What is being asked: Every line holding the word "live" should be copied from the material.

Input material:
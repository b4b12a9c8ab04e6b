//! # MeeTask Shared Library
//!
//! This crate contains the domain types and pure view-model logic shared
//! by the MeeTask client surfaces.
//!
//! ## Module Organization
//!
//! - `models`: backend data model and validated request payloads
//! - `board`: task board view-model (filter / sort / bucket)

pub mod board;
pub mod models;

/// Current version of the MeeTask shared library
pub const VERSION: &str = env!("CARGO_PKG_VERSION");
/// HTTP adapter for the MeeTask backend
///
/// One method per REST endpoint. Requests carry the session cookie (the
/// backend uses redirect-based OAuth, so credentials live in the cookie
/// jar); responses are parsed JSON. Payloads are validated client-side
/// before anything is sent.
///
/// # Status mapping
///
/// - 2xx → decoded body
/// - 401 → `ClientError::Unauthenticated` (caller navigates to login)
/// - other 4xx/5xx → `ClientError::Api` carrying the server's `detail`
///   or `message` field when the body has one
///
/// # Example
///
/// ```no_run
/// use meetask_client::api::ApiClient;
/// use meetask_client::config::Config;
///
/// # async fn example() -> Result<(), Box<dyn std::error::Error>> {
/// let config = Config::new("http://localhost:8000", 30, true);
/// let api = ApiClient::new(&config)?;
///
/// let me = api.me().await?;
/// println!("logged in as {}", me.user_name);
/// # Ok(())
/// # }
/// ```
use std::time::Duration;

use reqwest::StatusCode;
use serde::de::DeserializeOwned;
use serde::Serialize;
use validator::Validate;

use meetask_shared::models::comment::{Comment, CreateComment};
use meetask_shared::models::group::{CreateGroup, Group, InviteMember};
use meetask_shared::models::member::Member;
use meetask_shared::models::task::{CreateTask, DraftTask, Priority, Task, UpdateTask};
use meetask_shared::models::user::CurrentUser;

use crate::config::Config;
use crate::error::{ClientError, ClientResult};

/// Server-side narrowing for `GET /groups/:groupId/tasks`
///
/// Both parameters are optional; the board normally fetches the full list
/// and filters client-side, but the query is part of the cache key so a
/// narrowed list is never confused with the full one.
#[derive(Debug, Clone, Default, PartialEq, Eq, Hash)]
pub struct TaskListQuery {
    /// Narrow to one priority
    pub priority: Option<Priority>,

    /// Narrow to one assignee member id
    pub assign: Option<i64>,
}

impl TaskListQuery {
    fn params(&self) -> Vec<(&'static str, String)> {
        let mut params = Vec::new();
        if let Some(priority) = self.priority {
            params.push(("priority", priority.as_str().to_string()));
        }
        if let Some(assign) = self.assign {
            params.push(("assign", assign.to_string()));
        }
        params
    }
}

#[derive(Debug, Serialize, Validate)]
struct ExtractMinutes {
    #[validate(length(min = 1, message = "minutes text must not be empty"))]
    text: String,
}

/// HTTP client for the MeeTask REST surface
#[derive(Debug)]
pub struct ApiClient {
    http: reqwest::Client,
    config: Config,
}

impl ApiClient {
    /// Builds a client with the configured timeout and a cookie store for
    /// the session
    pub fn new(config: &Config) -> ClientResult<Self> {
        let http = reqwest::Client::builder()
            .timeout(Duration::from_secs(config.timeout_secs))
            .cookie_store(true)
            .build()?;

        Ok(ApiClient {
            http,
            config: config.clone(),
        })
    }

    /// Browser navigation entry for login (not an API call)
    pub fn login_url(&self) -> String {
        self.config.login_url()
    }

    /// Browser navigation entry for logout (not an API call)
    pub fn logout_url(&self) -> String {
        self.config.logout_url()
    }

    /// `GET /groups`
    pub async fn groups(&self) -> ClientResult<Vec<Group>> {
        self.get_json("/groups").await
    }

    /// `POST /groups`
    pub async fn create_group(&self, payload: &CreateGroup) -> ClientResult<Group> {
        payload.validate()?;
        self.post_json("/groups", payload).await
    }

    /// `GET /groups/:groupId/members`
    pub async fn group_members(&self, group_id: i64) -> ClientResult<Vec<Member>> {
        self.get_json(&format!("/groups/{group_id}/members")).await
    }

    /// `POST /groups/:groupId/invite`
    ///
    /// Fire-and-forget: the invitation result body is not modeled.
    pub async fn invite_member(&self, group_id: i64, payload: &InviteMember) -> ClientResult<()> {
        payload.validate()?;
        let _: serde_json::Value = self
            .post_json(&format!("/groups/{group_id}/invite"), payload)
            .await?;
        Ok(())
    }

    /// `GET /groups/:groupId/tasks`
    pub async fn group_tasks(
        &self,
        group_id: i64,
        query: &TaskListQuery,
    ) -> ClientResult<Vec<Task>> {
        let url = self.config.api_url(&format!("/groups/{group_id}/tasks"));
        let response = self.http.get(url).query(&query.params()).send().await?;
        Self::decode(response).await
    }

    /// `POST /groups/:groupId/tasks`
    pub async fn create_task(&self, group_id: i64, payload: &CreateTask) -> ClientResult<Task> {
        payload.validate()?;
        self.post_json(&format!("/groups/{group_id}/tasks"), payload)
            .await
    }

    /// `POST /groups/:groupId/minutes/tasks`
    ///
    /// Runs extraction over the pasted minutes; the returned drafts are
    /// unpersisted and live only in review state.
    pub async fn extract_tasks(&self, group_id: i64, text: &str) -> ClientResult<Vec<DraftTask>> {
        let payload = ExtractMinutes {
            text: text.to_string(),
        };
        payload.validate()?;
        self.post_json(&format!("/groups/{group_id}/minutes/tasks"), &payload)
            .await
    }

    /// `POST /groups/:groupId/tasks/save`
    ///
    /// Persists the reviewed drafts in one batch.
    pub async fn save_extracted(&self, group_id: i64, drafts: &[DraftTask]) -> ClientResult<()> {
        let _: serde_json::Value = self
            .post_json(&format!("/groups/{group_id}/tasks/save"), &drafts)
            .await?;
        Ok(())
    }

    /// `GET /tasks/:taskId`
    pub async fn task(&self, task_id: i64) -> ClientResult<Task> {
        self.get_json(&format!("/tasks/{task_id}")).await
    }

    /// `PUT /tasks/:taskId`
    pub async fn update_task(&self, task_id: i64, patch: &UpdateTask) -> ClientResult<Task> {
        patch.validate()?;
        let url = self.config.api_url(&format!("/tasks/{task_id}"));
        let response = self.http.put(url).json(patch).send().await?;
        Self::decode(response).await
    }

    /// `GET /tasks/:taskId/comments`
    pub async fn task_comments(&self, task_id: i64) -> ClientResult<Vec<Comment>> {
        self.get_json(&format!("/tasks/{task_id}/comments")).await
    }

    /// `POST /tasks/:taskId/comments`
    pub async fn create_comment(
        &self,
        task_id: i64,
        payload: &CreateComment,
    ) -> ClientResult<Comment> {
        payload.validate()?;
        self.post_json(&format!("/tasks/{task_id}/comments"), payload)
            .await
    }

    /// `GET /me`
    pub async fn me(&self) -> ClientResult<CurrentUser> {
        self.get_json("/me").await
    }

    async fn get_json<T: DeserializeOwned>(&self, path: &str) -> ClientResult<T> {
        let response = self.http.get(self.config.api_url(path)).send().await?;
        Self::decode(response).await
    }

    async fn post_json<T: DeserializeOwned, B: Serialize + ?Sized>(
        &self,
        path: &str,
        body: &B,
    ) -> ClientResult<T> {
        let response = self
            .http
            .post(self.config.api_url(path))
            .json(body)
            .send()
            .await?;
        Self::decode(response).await
    }

    async fn decode<T: DeserializeOwned>(response: reqwest::Response) -> ClientResult<T> {
        let status = response.status();

        if status == StatusCode::UNAUTHORIZED {
            return Err(ClientError::Unauthenticated);
        }

        if !status.is_success() {
            let body = response.text().await.unwrap_or_default();
            return Err(ClientError::Api {
                status: status.as_u16(),
                message: extract_message(&body),
            });
        }

        Ok(response.json::<T>().await?)
    }
}

/// Pulls a human-readable message out of an error body
///
/// FastAPI-style backends use `detail`; others use `message`. Falls back
/// to the raw body.
fn extract_message(body: &str) -> String {
    if let Ok(value) = serde_json::from_str::<serde_json::Value>(body) {
        for field in ["detail", "message"] {
            if let Some(message) = value.get(field).and_then(|v| v.as_str()) {
                return message.to_string();
            }
        }
    }
    body.to_string()
}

Answer space:
/// backend uses redirect-based OAuth, so credentials live in the cookie
    /// unpersisted and live only in review state.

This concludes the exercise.